Getting to Know Fiddler: Part VIII: It isn't all rainbows and unicorns

Posted on Sep 17, 2015

Roughly a year ago I posted what I expected to be the last entry in my Fiddler series. Each of the seven entries had focused on various ways that Fiddler could help improve our development life cycle. They represented the highlight reel.

All isn't perfect though, and where there is a highlight reel, there tends to be outtakes as well. So, here goes: here's a few ways you can use Fiddler to slow down your development process.

Fiddler: The Mostly Transparent Debugging Proxy

Yesterday I had a rather interesting question posed to me: Is there any particular reason that Firefox would ignore a <script> tag on a page?

Okay. That was a bit unusual, but the debugger seemed to corroborate the story: scripts before and after our problematic line were loading. This particular line didn't even get attempted. At least not according to Fiddler.

Why would Firefox ignore this one particular script though? And why hadn't anyone else seen this problem before?

What was different about it? Well, it was the only script that was being loaded from this particular server. But why would Firefox ignore this server?

Scanning back up through the log, it wasn't ignoring it entirely. There were a number of HTTPS tunnels being created to the server. After the tunnel was created, no data was requested. That didn't seem right. After a connect, it should proceed to request the script. Well… unless the connect had a problem.

A few seconds later, things started to click.

Have you tried reproducing this issue without Fiddler running?

A moment later, our heisenbug was confirmed. Without Fiddler, it worked fine. But why?

In order to decrypt HTTPS sessions, Fiddler's root certificate needs to be added to the machine's, or at minimum the browser's certificate store. It hadn't been though, and since Fiddler was effectively a man-in-the-middle, Firefox properly detected that the connection was not secure, in turn terminating the request. JS from the other server worked however, because Fiddler's certificate had manually been approved for connections to the that machine.

Is the Internet Down?

Getting pounced first thing in the morning is never a good thing. Doublely so if my coffee hasn't had a chance to make it from pod to mug. When this happens, it isn't uncommon to start the day with this unusual greeting:

Hey, is the network down? I can't hit ANYTHING.

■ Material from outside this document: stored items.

//! Scheduler abstraction deciding where resumed work executes.
//!
//! A [`Scheduler`] runs a unit of [`Work`] somewhere and hands back a
//! [`Promise`] for its completion. Schedulers report whether in-flight work
//! can be interrupted and may wrap resumptions with ambient context through
//! [`Scheduler::contextualize`].

use std::any::Any;
use std::fmt;
use std::panic::{self, AssertUnwindSafe};
use std::sync::{Arc, OnceLock};

use serde::{Deserialize, Serialize};

use crate::core::{AsyncError, Promise};

/// A unit of work handed to a scheduler.
pub type Work = Box<dyn FnOnce() + Send + 'static>;

/// Static properties of a scheduler.
#[derive(Debug, Clone, Copy, PartialEq, Eq, Default, Serialize, Deserialize)]
pub struct Characteristics {
    /// Cancelling the promise returned by `schedule` withdraws work that has
    /// not started yet (and aborts it where the backend allows). Without this
    /// flag the work still runs to completion; only the promise reports
    /// cancellation.
    pub interruptible: bool,
}

impl Characteristics {
    /// Characteristics of an interruptible scheduler.
    #[must_use]
    pub const fn interruptible() -> Self {
        Self {
            interruptible: true,
        }
    }

    /// Characteristics of a scheduler that always runs accepted work.
    #[must_use]
    pub const fn uninterruptible() -> Self {
        Self {
            interruptible: false,
        }
    }
}

/// Strategy for executing units of work.
pub trait Scheduler: Send + Sync + 'static {
    /// Run `work` somewhere; the returned promise settles when it finished.
    ///
    /// A failed promise means the work was rejected or panicked.
    fn schedule(&self, work: Work) -> Promise<()>;

    /// Scheduler characteristics.
    fn characteristics(&self) -> Characteristics;

    /// Wrap a resumption with ambient state before it is scheduled.
    fn contextualize(&self, resume: Work) -> Work {
        resume
    }

    /// Human-readable identity used in logs and resolver diagnostics.
    fn name(&self) -> &str {
        "scheduler"
    }
}

impl fmt::Debug for dyn Scheduler {
    fn fmt(&self, f: &mut fmt::Formatter<'_>) -> fmt::Result {
        f.debug_struct("Scheduler")
            .field("name", &self.name())
            .field("characteristics", &self.characteristics())
            .finish()
    }
}

/// Run `work` on the current thread, converting a panic into a failure.
pub(crate) fn run_guarded(work: Work) -> Result<(), AsyncError> {
    panic::catch_unwind(AssertUnwindSafe(work)).map_err(|payload| {
        let message = panic_message(payload.as_ref());
        tracing::warn!(panic = %message, "scheduled work panicked");
        AsyncError::Panicked(message)
    })
}

pub(crate) fn panic_message(payload: &(dyn Any + Send)) -> String {
    payload
        .downcast_ref::<&str>()
        .map(ToString::to_string)
        .or_else(|| payload.downcast_ref::<String>().cloned())
        .unwrap_or_else(|| "opaque panic payload".to_string())
}

/// Runs work synchronously on the calling thread, without context.
///
/// This is the fallback when no resolver has an opinion.
#[derive(Debug, Clone, Copy, Default)]
pub struct SameThreadScheduler;

impl SameThreadScheduler {
    /// Process-wide shared instance.
    #[must_use]
    pub fn shared() -> Arc<dyn Scheduler> {
        static SHARED: OnceLock<Arc<dyn Scheduler>> = OnceLock::new();
        Arc::clone(SHARED.get_or_init(|| Arc::new(Self)))
    }
}

impl Scheduler for SameThreadScheduler {
    fn schedule(&self, work: Work) -> Promise<()> {
        Promise::settled(run_guarded(work))
    }

    fn characteristics(&self) -> Characteristics {
        Characteristics::uninterruptible()
    }

    fn name(&self) -> &str {
        "same-thread"
    }
}

/// Decorator applying an explicit context closure to every resumption.
///
/// Replaces implicit thread-local propagation: whatever the closure captures
/// travels with the resumption across executor hand-offs.
pub struct ContextualScheduler<F> {
    inner: Arc<dyn Scheduler>,
    wrap: F,
}

impl<F> ContextualScheduler<F>
where
    F: Fn(Work) -> Work + Send + Sync + 'static,
{
    /// Wrap `inner`, applying `wrap` after the inner scheduler's own
    /// contextualization.
    pub fn new(inner: Arc<dyn Scheduler>, wrap: F) -> Self {
        Self { inner, wrap }
    }
}

impl<F> Scheduler for ContextualScheduler<F>
where
    F: Fn(Work) -> Work + Send + Sync + 'static,
{
    fn schedule(&self, work: Work) -> Promise<()> {
        self.inner.schedule(work)
    }

    fn characteristics(&self) -> Characteristics {
        self.inner.characteristics()
    }

    fn contextualize(&self, resume: Work) -> Work {
        (self.wrap)(self.inner.contextualize(resume))
    }

    fn name(&self) -> &str {
        self.inner.name()
    }
}

/// Scheduler that re-enters the `tracing` span current at contextualization
/// time when the resumption runs.
pub struct SpanScheduler {
    inner: Arc<dyn Scheduler>,
}

impl SpanScheduler {
    /// Wrap `inner`.
    pub fn new(inner: Arc<dyn Scheduler>) -> Self {
        Self { inner }
    }
}

impl Scheduler for SpanScheduler {
    fn schedule(&self, work: Work) -> Promise<()> {
        self.inner.schedule(work)
    }

    fn characteristics(&self) -> Characteristics {
        self.inner.characteristics()
    }

    fn contextualize(&self, resume: Work) -> Work {
        let span = tracing::Span::current();
        let resume = self.inner.contextualize(resume);
        Box::new(move || span.in_scope(resume))
    }

    fn name(&self) -> &str {
        self.inner.name()
    }
}

#[cfg(test)]
mod tests {
    use super::*;
    use std::sync::atomic::{AtomicUsize, Ordering};

    #[test]
    fn test_same_thread_runs_inline() {
        let ran = Arc::new(AtomicUsize::new(0));
        let counter = Arc::clone(&ran);
        let done = SameThreadScheduler.schedule(Box::new(move || {
            counter.fetch_add(1, Ordering::SeqCst);
        }));
        assert_eq!(ran.load(Ordering::SeqCst), 1);
        assert!(done.is_done());
        assert!(!SameThreadScheduler.characteristics().interruptible);
    }

    #[test]
    fn test_same_thread_shared_is_one_instance() {
        assert!(Arc::ptr_eq(&SameThreadScheduler::shared(), &SameThreadScheduler::shared()));
    }

    #[test]
    fn test_same_thread_reports_panic() {
        let done = SameThreadScheduler.schedule(Box::new(|| panic!("kaboom")));
        match done.outcome() {
            Some(Err(AsyncError::Panicked(msg))) => assert_eq!(msg, "kaboom"),
            other => panic!("unexpected outcome: {other:?}"),
        }
    }

    #[test]
    fn test_contextual_wraps_resume() {
        let wrapped = Arc::new(AtomicUsize::new(0));
        let seen = Arc::clone(&wrapped);
        let scheduler = ContextualScheduler::new(SameThreadScheduler::shared(), move |work: Work| {
            let seen = Arc::clone(&seen);
            Box::new(move || {
                seen.fetch_add(1, Ordering::SeqCst);
                work();
            }) as Work
        });

        let resume = scheduler.contextualize(Box::new(|| {}));
        scheduler.schedule(resume);
        assert_eq!(wrapped.load(Ordering::SeqCst), 1);
        assert_eq!(scheduler.name(), "same-thread");
    }
}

Good Morning to you as well. The network is fine. This isn't exactly the way I wanted to start my morning, but sure, I'll play along. Let's take a look at the problem.

A quick ping google.com shows that we've got connectivity. Chrome shows a different picture, however: “504 Gateway Timeout.”

Excellent. I might just get my coffee yet.

Did you leave Fiddler running when you left work yesterday?

Yes. The answer is always yes.

Fiddler works by, during its initialization, setting itself as the default proxy for the system. When Fiddler is closed, it removes the proxy configuration it added, allowing requests to go their own merry way again.

So what happens if Fiddler crashes, or the system restarts for any of a dozen different reasons? Nothing. More precisely, nothing removes the proxy configuration. When the system starts back, the default proxy is still localhost:8888. This time, however, there isn't actually a proxy running there, so all of our outgoing requests timeout.

Try starting Fiddler and then closing it again.

We've just given Fiddler a chance to cleanup after itself. Invariably, the network troubles are behind us.

Do What I Mean, Not What I Say

I'm told that the definition of insanity is trying the same thing over and over again while expecting a different outcome. While that might be the case, few things are as maddening as its inverse: repeatedly trying different things but getting the same outcome.

After assisting support with an issue from one of our customers, I returned to my codebase to find myself in a rather maddening position: no matter what changes I made to a certain service end point, I couldn't observe any behavioral changes.

My descent into madness started with simple recompiling. Then clean and rebuild. Then connecting the debugger. Oddly, I couldn't debug requests for this particular end point.

Ah! A DLL must be cached by IIS. Bounce IIS. Nothing. Manually delete the cache. Nothing. Stop the web server. Nothing. I still get the old results.

Wait. IIS isn't running. How am I getting ANY response at all? It's like it… oh.

In part six of our series, we went over how a few carefully placed rules for Fiddler's AutoResponders could “allow debugging client-side problems where I wouldn’t have access to the services themselves.”

More precisely, how it could aid the kind of debugging that I had just performed for support. The problem was that Fiddler does exactly what you tell it. And if you say “Always respond to this request with this exact response”, that's what you get, even when you are done debugging.

After removing the latent AutoResponder rules added for the support ticket, services immediately started behaving as expected again.